[Start of Attachment]
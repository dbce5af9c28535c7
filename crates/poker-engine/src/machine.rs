//! Session state machine.
//!
//! A [`Session`] is the aggregate for one (project, board) estimation round.
//! Every method here is a synchronous transition that validates first and
//! mutates second; the manager applies them to a draft copy and commits only
//! on success, so a rejected action never leaves partial state behind.
//!
//! Phases: `voting` → `revealed` (host reveals) → `voting` (restart, next
//! story) and any open phase → `closing` (host closes). The absence of a
//! session is the initial and terminal state.

use std::collections::BTreeMap;

use chrono::{DateTime, Utc};
use poker_core::ids::{CardId, ListId, SessionId, SessionKey, UserId};
use poker_core::{
    Card, CardSummary, CoordinatorError, Phase, SessionSnapshot, VoteDeck,
};

use crate::registry::{Detached, HostChoice, ParticipantRegistry};
use crate::tally::tally;

/// Outcome of a participant leaving.
#[derive(Clone, Debug, PartialEq, Eq)]
pub enum Departure {
    Left { new_host: Option<UserId> },
    /// Nobody is left; the session must be destroyed.
    Destroyed,
}

#[derive(Clone, Debug)]
pub struct Session {
    id: SessionId,
    key: SessionKey,
    list_id: ListId,
    deck: VoteDeck,
    registry: ParticipantRegistry,
    phase: Phase,
    active_card: Option<CardSummary>,
    excluded: Vec<CardId>,
    /// Cards assigned points in this session. Candidate lists are read
    /// before the slot lock, so they can predate an assignment.
    estimated: Vec<CardId>,
    votes: BTreeMap<UserId, String>,
    /// Votes frozen at reveal; later departures don't rewrite them.
    revealed_votes: Option<BTreeMap<UserId, String>>,
    closing_ends_at: Option<DateTime<Utc>>,
    created_at: DateTime<Utc>,
}

impl Session {
    /// Open a session with `host` as its first participant. The first
    /// eligible card of the list becomes the active story.
    pub fn create(
        key: SessionKey,
        list_id: ListId,
        host: UserId,
        deck: VoteDeck,
        candidates: &[Card],
    ) -> Self {
        let mut session = Self {
            id: SessionId::new(),
            key,
            list_id,
            deck,
            registry: ParticipantRegistry::new(host),
            phase: Phase::Voting,
            active_card: None,
            excluded: Vec::new(),
            estimated: Vec::new(),
            votes: BTreeMap::new(),
            revealed_votes: None,
            closing_ends_at: None,
            created_at: Utc::now(),
        };
        session.select_next(candidates);
        session
    }

    pub fn id(&self) -> &SessionId {
        &self.id
    }

    pub fn key(&self) -> &SessionKey {
        &self.key
    }

    pub fn list_id(&self) -> &ListId {
        &self.list_id
    }

    pub fn phase(&self) -> Phase {
        self.phase
    }

    pub fn host(&self) -> &UserId {
        self.registry.host()
    }

    pub fn registry(&self) -> &ParticipantRegistry {
        &self.registry
    }

    pub fn active_card_id(&self) -> Option<&CardId> {
        self.active_card.as_ref().map(|c| &c.card_id)
    }

    pub fn excluded(&self) -> &[CardId] {
        &self.excluded
    }

    pub fn estimated(&self) -> &[CardId] {
        &self.estimated
    }

    pub fn closing_ends_at(&self) -> Option<DateTime<Utc>> {
        self.closing_ends_at
    }

    pub fn created_at(&self) -> DateTime<Utc> {
        self.created_at
    }

    pub fn vote_of(&self, user_id: &UserId) -> Option<&str> {
        self.votes.get(user_id).map(String::as_str)
    }

    // ── Guards ──

    pub fn require_member(&self, actor: &UserId) -> Result<(), CoordinatorError> {
        if self.registry.contains(actor) {
            Ok(())
        } else {
            Err(CoordinatorError::NotParticipant(actor.to_string()))
        }
    }

    pub fn require_host(&self, actor: &UserId) -> Result<(), CoordinatorError> {
        self.require_member(actor)?;
        if self.registry.is_host(actor) {
            Ok(())
        } else {
            Err(CoordinatorError::NotHost)
        }
    }

    pub fn require_open(&self, action: &str) -> Result<(), CoordinatorError> {
        if self.phase == Phase::Closing {
            Err(CoordinatorError::invalid(format!(
                "cannot {action}: session is closing"
            )))
        } else {
            Ok(())
        }
    }

    // ── Transitions ──

    /// Attach a participant. Idempotent; never changes the phase.
    pub fn join(&mut self, user_id: &UserId) -> bool {
        self.registry.attach(user_id)
    }

    pub fn vote(&mut self, actor: &UserId, value: &str) -> Result<(), CoordinatorError> {
        self.require_member(actor)?;
        self.require_open("vote")?;
        if !self.registry.is_voter(actor) {
            return Err(CoordinatorError::invalid("observers cannot vote"));
        }
        if self.phase != Phase::Voting {
            return Err(CoordinatorError::invalid(
                "votes are revealed; restart the round to vote again",
            ));
        }
        if self.active_card.is_none() {
            return Err(CoordinatorError::invalid("no active story to vote on"));
        }
        let Some(value) = self.deck.canonical(value).map(str::to_string) else {
            return Err(CoordinatorError::invalid(format!(
                "{value} is not an allowed vote value"
            )));
        };
        let _ = self.votes.insert(actor.clone(), value);
        Ok(())
    }

    pub fn finish_vote(&mut self, actor: &UserId) -> Result<(), CoordinatorError> {
        self.require_host(actor)?;
        self.require_open("reveal votes")?;
        if self.phase != Phase::Voting {
            return Err(CoordinatorError::invalid("votes are already revealed"));
        }
        self.revealed_votes = Some(self.counted_votes());
        self.phase = Phase::Revealed;
        Ok(())
    }

    pub fn restart_vote(&mut self, actor: &UserId) -> Result<(), CoordinatorError> {
        self.require_host(actor)?;
        self.require_open("restart the vote")?;
        if self.phase != Phase::Revealed {
            return Err(CoordinatorError::invalid("votes have not been revealed yet"));
        }
        self.new_round();
        Ok(())
    }

    pub fn activate_story(
        &mut self,
        actor: &UserId,
        card_id: &CardId,
        candidates: &[Card],
    ) -> Result<(), CoordinatorError> {
        self.require_host(actor)?;
        self.require_open("activate a story")?;
        let card = candidates
            .iter()
            .find(|c| &c.card_id == card_id)
            .ok_or_else(|| {
                CoordinatorError::invalid(format!("card {card_id} is not in list {}", self.list_id))
            })?;
        if card.is_estimated() || self.estimated.contains(card_id) {
            return Err(CoordinatorError::invalid(format!(
                "card {card_id} is already estimated"
            )));
        }
        if self.excluded.contains(card_id) {
            return Err(CoordinatorError::invalid(format!(
                "card {card_id} was skipped in this session"
            )));
        }
        self.active_card = Some(card.summary());
        self.new_round();
        Ok(())
    }

    pub fn skip_story(&mut self, actor: &UserId, candidates: &[Card]) -> Result<(), CoordinatorError> {
        self.require_host(actor)?;
        self.require_open("skip a story")?;
        if let Some(active) = self.active_card.take() {
            if !self.excluded.contains(&active.card_id) {
                self.excluded.push(active.card_id);
            }
        }
        self.select_next(candidates);
        self.new_round();
        Ok(())
    }

    /// Check an assignment before the card source is written. Returns the
    /// card that will receive the points.
    pub fn prepare_assignment(&self, actor: &UserId, points: f64) -> Result<CardId, CoordinatorError> {
        self.require_host(actor)?;
        self.require_open("assign story points")?;
        if self.phase != Phase::Revealed {
            return Err(CoordinatorError::invalid(
                "story points can only be assigned after votes are revealed",
            ));
        }
        if !points.is_finite() || points <= 0.0 {
            return Err(CoordinatorError::invalid(format!(
                "story points must be a positive number, got {points}"
            )));
        }
        self.active_card_id()
            .cloned()
            .ok_or_else(|| CoordinatorError::invalid("no active story to assign points to"))
    }

    /// Advance after the card source accepted the points for `assigned`.
    /// With no eligible card left the round stays in `voting` with no story.
    pub fn complete_assignment(&mut self, assigned: &CardId, candidates: &[Card]) {
        if !self.estimated.contains(assigned) {
            self.estimated.push(assigned.clone());
        }
        self.select_next(candidates);
        self.new_round();
    }

    pub fn set_observer(&mut self, actor: &UserId, observer: bool) -> Result<(), CoordinatorError> {
        self.registry.set_observer(actor, observer)?;
        if observer {
            let _ = self.votes.remove(actor);
        }
        Ok(())
    }

    pub fn transfer_host(&mut self, actor: &UserId, target: &UserId) -> Result<(), CoordinatorError> {
        self.require_host(actor)?;
        let _ = self.registry.reassign_host(HostChoice::To(target.clone()))?;
        Ok(())
    }

    pub fn close(&mut self, actor: &UserId, ends_at: DateTime<Utc>) -> Result<(), CoordinatorError> {
        self.require_host(actor)?;
        self.require_open("close the session")?;
        self.phase = Phase::Closing;
        self.revealed_votes = None;
        self.closing_ends_at = Some(ends_at);
        Ok(())
    }

    pub fn leave(&mut self, actor: &UserId) -> Result<Departure, CoordinatorError> {
        match self.registry.detach(actor) {
            Detached::NotPresent => Err(CoordinatorError::NotParticipant(actor.to_string())),
            Detached::Emptied => Ok(Departure::Destroyed),
            Detached::Removed { new_host } => {
                let _ = self.votes.remove(actor);
                Ok(Departure::Left { new_host })
            }
        }
    }

    // ── Views ──

    /// Votes that count: cast by participants who are still attached voters.
    fn counted_votes(&self) -> BTreeMap<UserId, String> {
        self.votes
            .iter()
            .filter(|(user, _)| self.registry.is_voter(user))
            .map(|(user, value)| (user.clone(), value.clone()))
            .collect()
    }

    pub fn snapshot(&self) -> SessionSnapshot {
        let revealed = self.phase == Phase::Revealed;
        let counted = match &self.revealed_votes {
            Some(frozen) if revealed => frozen.clone(),
            _ => self.counted_votes(),
        };
        let voted_user_ids = self
            .registry
            .iter()
            .filter(|p| counted.contains_key(&p.user_id))
            .map(|p| p.user_id.clone())
            .collect();
        let vote_stats = revealed.then(|| tally(&counted, &self.deck));

        SessionSnapshot {
            session_id: self.id.clone(),
            project_id: self.key.project_id.clone(),
            board_id: self.key.board_id.clone(),
            list_id: self.list_id.clone(),
            host_user_id: self.registry.host().clone(),
            phase: self.phase,
            active_card_id: self.active_card_id().cloned(),
            active_card: self.active_card.clone(),
            excluded_card_ids: self.excluded.clone(),
            participants: self.registry.views(),
            voted_user_ids,
            revealed_votes: revealed.then_some(counted),
            vote_stats,
            allowed_vote_values: self.deck.values().to_vec(),
            closing_ends_at: if self.phase == Phase::Closing {
                self.closing_ends_at
            } else {
                None
            },
        }
    }

    /// Clear the round's votes and go back to `voting`.
    fn new_round(&mut self) {
        self.votes.clear();
        self.revealed_votes = None;
        self.phase = Phase::Voting;
    }

    /// First candidate that is neither estimated nor skipped.
    fn select_next(&mut self, candidates: &[Card]) {
        self.active_card = candidates
            .iter()
            .find(|c| {
                !c.is_estimated()
                    && !self.estimated.contains(&c.card_id)
                    && !self.excluded.contains(&c.card_id)
            })
            .map(Card::summary);
    }
}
[End of Attachment]
Exercise details → Write out the material above exactly, please, from its first line up to and including the line where "validates first and" appears, and stop there.

Answer box →
repository dbce5af9c28535c7
filename crates/poker-engine/src/machine.rs
//! Session state machine.
//!
//! A [`Session`] is the aggregate for one (project, board) estimation round.
//! Every method here is a synchronous transition that validates first and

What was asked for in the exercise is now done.